Source: Inspired by a comment from Climate Reality Presenter Dr. Peter Joseph, MD. See also: Earth The Operator's Manual by Dr. Richard Alley, 2011, pages 30 to 36.
We use petroleum oil as our primary energy source today in the 21st century. In the 1800s, whale oil was the primary source of fuel for lanterns. According to Dr. Alley (p. 32), "Whale oil was expensive, but the best whale oils gave a good, clear light with little smoke, little smell, and little danger of explosion."
Unfortunately, in 1871, 33 ships were crushed in the ice off the coast of Alaska, and 12 more were lost in 1876. The whalers shifted from Cape Cod to the Arctic because "just as in 2010 the oil-well drillers were in the deep waters of the Gulf of Mexico rather than up on shore, the easy-to-get resource had been exhausted." (Alley, p. 34)
By the late 1800s, the ocean was not producing enough whales to meet demand. In addition, beginning with the first modern oil well drilled in 1859 in Titusville, Pennslyvania, petroleum oil became easier to obtain than whale oil. As the U.S. whaling fleet slowly faded away, U.S. capitalists took their investments elsewhere.
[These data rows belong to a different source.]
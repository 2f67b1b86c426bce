//! Run summary
//!
//! Collects the counts and timings of one run and renders them at the end,
//! either to the log or to stdout.

use chrono::{DateTime, Utc};

/// Page range crawled for one target
#[derive(Debug, Clone, PartialEq, Eq)]
pub struct TargetSummary {
    pub name: String,
    pub from: u32,
    pub to: u32,
    pub max_page: u32,
}

impl TargetSummary {
    pub fn pages(&self) -> usize {
        (self.to - self.from) as usize + 1
    }
}

/// Summary of a complete run
#[derive(Debug, Clone)]
pub struct RunSummary {
    pub started_at: DateTime<Utc>,
    pub finished_at: Option<DateTime<Utc>>,

    /// SHA-256 of the configuration file, when it was loaded from disk
    pub config_hash: Option<String>,

    pub targets: Vec<TargetSummary>,

    /// Page jobs scheduled
    pub jobs_total: usize,
    pub jobs_succeeded: usize,
    pub jobs_failed: usize,

    /// Records received by the aggregator
    pub records: usize,

    /// Distinct values that passed the filter
    pub candidates: usize,

    /// Domains removed because a parent domain covers them
    pub redundant: usize,

    /// Entries the dedupe pass could not split into labels
    pub rejected: usize,

    /// Domains written
    pub domains: usize,

    /// IP literals written
    pub ips: usize,
}

impl RunSummary {
    /// Starts a summary clocked at the current time
    pub fn start(config_hash: Option<String>) -> Self {
        Self {
            started_at: Utc::now(),
            finished_at: None,
            config_hash,
            targets: Vec::new(),
            jobs_total: 0,
            jobs_succeeded: 0,
            jobs_failed: 0,
            records: 0,
            candidates: 0,
            redundant: 0,
            rejected: 0,
            domains: 0,
            ips: 0,
        }
    }

    pub fn finish(&mut self) {
        self.finished_at = Some(Utc::now());
    }

    /// Wall-clock duration, once finished
    pub fn duration_seconds(&self) -> Option<i64> {
        self.finished_at
            .map(|finished| (finished - self.started_at).num_seconds())
    }

    /// Share of page jobs that succeeded, in percent
    pub fn success_rate(&self) -> f64 {
        if self.jobs_total == 0 {
            return 100.0;
        }
        self.jobs_succeeded as f64 / self.jobs_total as f64 * 100.0
    }

    /// Emits the summary as `info` events
    pub fn log(&self) {
        tracing::info!(
            "Run finished: {} of {} pages ({:.1}%), {} records, {} candidates",
            self.jobs_succeeded,
            self.jobs_total,
            self.success_rate(),
            self.records,
            self.candidates
        );
        tracing::info!(
            "Wrote {} domains ({} redundant, {} rejected) and {} IPs",
            self.domains,
            self.redundant,
            self.rejected,
            self.ips
        );
        if self.jobs_failed > 0 {
            tracing::warn!("{} pages were dropped after failing", self.jobs_failed);
        }
    }
}

/// Prints the summary to stdout in a formatted manner
pub fn print_summary(summary: &RunSummary) {
    println!("=== Run Summary ===\n");

    println!("Started: {}", summary.started_at.to_rfc3339());
    if let Some(finished) = summary.finished_at {
        println!("Finished: {}", finished.to_rfc3339());
    }
    if let Some(seconds) = summary.duration_seconds() {
        println!("Duration: {}s", seconds);
    }
    if let Some(hash) = &summary.config_hash {
        println!("Config hash: {}", hash);
    }
    println!();

    if !summary.targets.is_empty() {
        println!("Targets:");
        for target in &summary.targets {
            println!(
                "  {}: pages {}..={} of {} ({} pages)",
                target.name,
                target.from,
                target.to,
                target.max_page,
                target.pages()
            );
        }
        println!();
    }

    println!("Crawl:");
    println!("  Pages scheduled: {}", summary.jobs_total);
    println!(
        "  Pages succeeded: {} ({:.1}%)",
        summary.jobs_succeeded,
        summary.success_rate()
    );
    println!("  Pages dropped: {}", summary.jobs_failed);
    println!("  Records: {}", summary.records);
    println!();

    println!("Output:");
    println!("  Candidates: {}", summary.candidates);
    println!("  Domains: {}", summary.domains);
    println!("  Redundant subdomains: {}", summary.redundant);
    if summary.rejected > 0 {
        println!("  Rejected entries: {}", summary.rejected);
    }
    println!("  IPs: {}", summary.ips);
}

#[cfg(test)]
mod tests {
    use super::*;
    use chrono::Duration;

    #[test]
    fn test_duration_after_finish() {
        let mut summary = RunSummary::start(None);
        assert_eq!(summary.duration_seconds(), None);

        summary.finish();
        summary.started_at = summary.finished_at.unwrap() - Duration::seconds(90);
        assert_eq!(summary.duration_seconds(), Some(90));
    }

    #[test]
    fn test_success_rate() {
        let mut summary = RunSummary::start(Some("abc".to_string()));
        assert_eq!(summary.success_rate(), 100.0);

        summary.jobs_total = 4;
        summary.jobs_succeeded = 3;
        summary.jobs_failed = 1;
        assert_eq!(summary.success_rate(), 75.0);
    }

    #[test]
    fn test_target_pages() {
        let target = TargetSummary {
            name: "blocked".to_string(),
            from: 2,
            to: 10,
            max_page: 40,
        };
        assert_eq!(target.pages(), 9);
    }
}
We could make that same decision today to switch from burning heavy polluting fossil fuels, such as coal and oil, to cleaner energy sources, like solar & wind. As Dr. Peter Joseph points out,
"Yes, there are over 80,000 miners currently working within the coal industry. However, with an investment in retraining in equal paying jobs above ground installing solar panels and maintaining wind turbines, I bet they would be very happy to be out of the dark mines."
Update 5-14-12, TS: Whales were among the major beneficiaries of oil's discovery. Check out the second graphic, a cartoon that appeared in Vanity Fair in 1861, "Grand Ball Given by the Whales in Honor of the Discovery of Oil in Pennsylvania."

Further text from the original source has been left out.